Mac woke up shivering at first light. He tried to ease from Jack's side without waking the older man. Jack, however, snapped awake bringing up his Baretta eyes scanning the environment. The thick forest was alive with birds yammering around them. A pewter-colored sky painted the solid wall of trees and underbrush into shades of grey and green.

"Morning." Mac offered. Even in the noisy morning forest, his voice sounded muted. He pushed off the boulder to his feet. Mac rubbed his hands up and down fast trying to get some heat flowing. Jack studied him. Mac looked away stretching. Mac grimaced his first few steps. After that, they eased into a stiff limp. Jack was happy to see no fresh blood oozing from the wound. He was not so happy to see Mac avoiding him. Jack stiffly got to his feet. He groaned rubbing his chest and touching his head. The gouge had stopped bleeding and had sprouted into a large lump. He could feel bruising from his seatbelt and overall pain of the crash. The second day was always the worst.

"Morning, how are you doing?" Jack asked. Mac glared at him then stalked around the boulders. Jack rubbed his eyes and fought a yawn. He braced himself for the onslaught of Mac's anger. Jack knew Mac was more angry at himself than Jack but also knew Mac would turn it inward like a spear unless Jack could get him to lash out and focus on something else. He circled the boulder preparing for the grisly sight of a dismembered corpse and froze. Other than splotches of blood in the leaves and a blood trail leading away there was no sign anything had happened.

Mac knelt by the bloody streaks on the ground his eyes far away with a look that Jack knew well.

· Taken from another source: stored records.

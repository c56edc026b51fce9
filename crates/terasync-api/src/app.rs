//! Application builder: wires router, layers, and state into an Axum app.

use axum::Router;
use axum::extract::DefaultBodyLimit;
use tower_http::trace::TraceLayer;

use crate::middleware::cors::build_cors_layer;
use crate::router::build_router;
use crate::state::AppState;

/// Builds the complete Axum application with all routes and middleware.
pub fn build_app(state: AppState) -> Router {
    let body_limit = state.config.server.body_limit_bytes;
    let cors = build_cors_layer(&state.config.server.cors);

    build_router(state)
        .layer(DefaultBodyLimit::max(body_limit))
        .layer(cors)
        .layer(TraceLayer::new_for_http())
}
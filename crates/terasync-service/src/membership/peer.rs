//! Result types of peer resolution.

use serde::{Deserialize, Serialize};

use terasync_entity::UserData;

/// Which relation made a peer visible.
#[derive(Debug, Clone, Copy, PartialEq, Eq, Serialize, Deserialize)]
#[serde(rename_all = "snake_case")]
pub enum PeerSource {
    /// A bidirectional individual pair.
    Individual,
    /// Shared group membership only.
    Group,
    /// Shared group membership with an individual row taking precedence.
    IndividualOverGroup,
}

/// Effective settings between the caller and one peer.
#[derive(Debug, Clone, Copy, Default, PartialEq, Eq, Serialize, Deserialize)]
pub struct PeerPermissions {
    /// Either side has paused the relation.
    pub paused: bool,
    /// The individual settings are marked sticky.
    pub sticky: bool,
    pub disable_animations: bool,
    pub disable_sounds: bool,
    pub disable_vfx: bool,
}

/// A peer the caller can see.
#[derive(Debug, Clone, PartialEq, Eq, Serialize, Deserialize)]
pub struct VisiblePeer {
    pub user: UserData,
    pub permissions: PeerPermissions,
    pub source: PeerSource,
}
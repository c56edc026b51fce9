//! Realtime hub configuration.

use serde::{Deserialize, Serialize};

/// Realtime hub configuration.
#[derive(Debug, Clone, Serialize, Deserialize)]
pub struct RealtimeConfig {
    /// Name of this shard, recorded in every session it owns.
    #[serde(default = "default_shard_name")]
    pub shard_name: String,
    /// Outbound message buffer per connection.
    #[serde(default = "default_channel_buffer")]
    pub channel_buffer_size: usize,
    /// Calls a single connection may have in flight; further calls wait.
    #[serde(default = "default_max_parallel_invocations")]
    pub max_parallel_invocations: usize,
    /// WebSocket ping interval in seconds.
    #[serde(default = "default_ping_interval")]
    pub ping_interval_seconds: u64,
    /// A connection silent for this long is considered gone.
    #[serde(default = "default_client_timeout")]
    pub client_timeout_seconds: u64,
    /// Interval of the online-count refresh, in seconds.
    #[serde(default = "default_system_info_interval")]
    pub system_info_interval_seconds: u64,
    /// Push refreshed system info to every local connection.
    #[serde(default = "default_true")]
    pub broadcast_system_info: bool,
    /// Whether a paused pair marked sticky keeps receiving presence events.
    #[serde(default)]
    pub sticky_pause_keeps_presence: bool,
    /// Shard bus provider: `"memory"` or `"redis"`.
    #[serde(default = "default_bus_provider")]
    pub bus_provider: String,
    /// Permissions advertised to newly connected clients.
    #[serde(default)]
    pub default_permissions: DefaultPermissionsConfig,
}

impl Default for RealtimeConfig {
    fn default() -> Self {
        Self {
            shard_name: default_shard_name(),
            channel_buffer_size: default_channel_buffer(),
            max_parallel_invocations: default_max_parallel_invocations(),
            ping_interval_seconds: default_ping_interval(),
            client_timeout_seconds: default_client_timeout(),
            system_info_interval_seconds: default_system_info_interval(),
            broadcast_system_info: true,
            sticky_pause_keeps_presence: false,
            bus_provider: default_bus_provider(),
            default_permissions: DefaultPermissionsConfig::default(),
        }
    }
}

/// Default permission toggles a client applies to new pairs and groups.
#[derive(Debug, Clone, Default, PartialEq, Eq, Serialize, Deserialize)]
pub struct DefaultPermissionsConfig {
    #[serde(default)]
    pub disable_group_animations: bool,
    #[serde(default)]
    pub disable_group_sounds: bool,
    #[serde(default)]
    pub disable_group_vfx: bool,
    #[serde(default)]
    pub disable_individual_animations: bool,
    #[serde(default)]
    pub disable_individual_sounds: bool,
    #[serde(default)]
    pub disable_individual_vfx: bool,
    #[serde(default)]
    pub individual_is_sticky: bool,
}

fn default_shard_name() -> String {
    "main".to_string()
}

fn default_channel_buffer() -> usize {
    256
}

fn default_max_parallel_invocations() -> usize {
    10
}

fn default_ping_interval() -> u64 {
    30
}

fn default_client_timeout() -> u64 {
    90
}

fn default_system_info_interval() -> u64 {
    15
}

fn default_bus_provider() -> String {
    "memory".to_string()
}

fn default_true() -> bool {
    true
}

"Whatcha thinking, Mac?" Mac glanced at him.

"They took everything bones, skin, every ?"

"I don't know, hide evidence?"

"And left the blood trail? Something else is going on."

"Do you think they're the ones who shot us down?"

"I'm not sure. Why would these psychos use lanterns if they had that kind of tech?"

"Not a lot of electricity out here." Mac nodded and stood up. He ran his hand through his hair. The sky was now a rose red.

"We have to find that plane," Mac said urgently.

"How? We don't even know where we are." Mac didn't answer only started limping, following the blood trail. Jack rolled his eyes and huffed. "Mac, c'mon are you going to ignore me all day?" He growled as he fell into step behind his partner who navigated the thick foliage with soft, careful steps.

"I'm not ignoring you," Mac said through gritted teeth.

"Yes, you are."

"How can I be ignoring you if I'm talking to you." Jack stepped ahead quickly and grabbed Mac's arm spinning him around. Mac grunted with pain and shot Jack a full powered glare. "What do you want me to say? We could have helped that man." The forest echoed with Mac's bellow. Jack's face softened, and he stepped back and crossed his arms. He deliberately kept his voice level and calm.

"You know we couldn't." Mac shook his head and snarled at Jack.

"I guess we'll never know now, will we?" Mac stalked off shoving branches away with angry swipes. It caused Jack to follow him at a longer distance or get thwacked in the face by rebounding tree limbs. Jack eased over to the side of Mac's path keeping pace with the furious blonde while maintaining watch around them.

The forest's return to normal told him the killers were probably long gone, but Jack wasn't one for assuming the best of any situation. Well, he amended, any case where they were shot down and forced to witness the butcher of a man.

After an hour of walking, Mac finally stopped and took a deep breath, his eyes closed. The forest still had many dark crevasses that made Jack's skin tingle with unease even the small pools of sun and explosions of thick greenery couldn't calm. Jack waited knowing it had to be Mac's choice to move on from his fury or not. Mac sighed and turned looking over at Jack. Although the delta had moved with the stealth of a jungle cat, Mac always knew where he was.

"I'm sorry Jack. You were right." Mac said his soft voice seemed to echo off the trees close around them. Jack smiled and picked his way to his partner's side. He put an arm on the kid's shoulders.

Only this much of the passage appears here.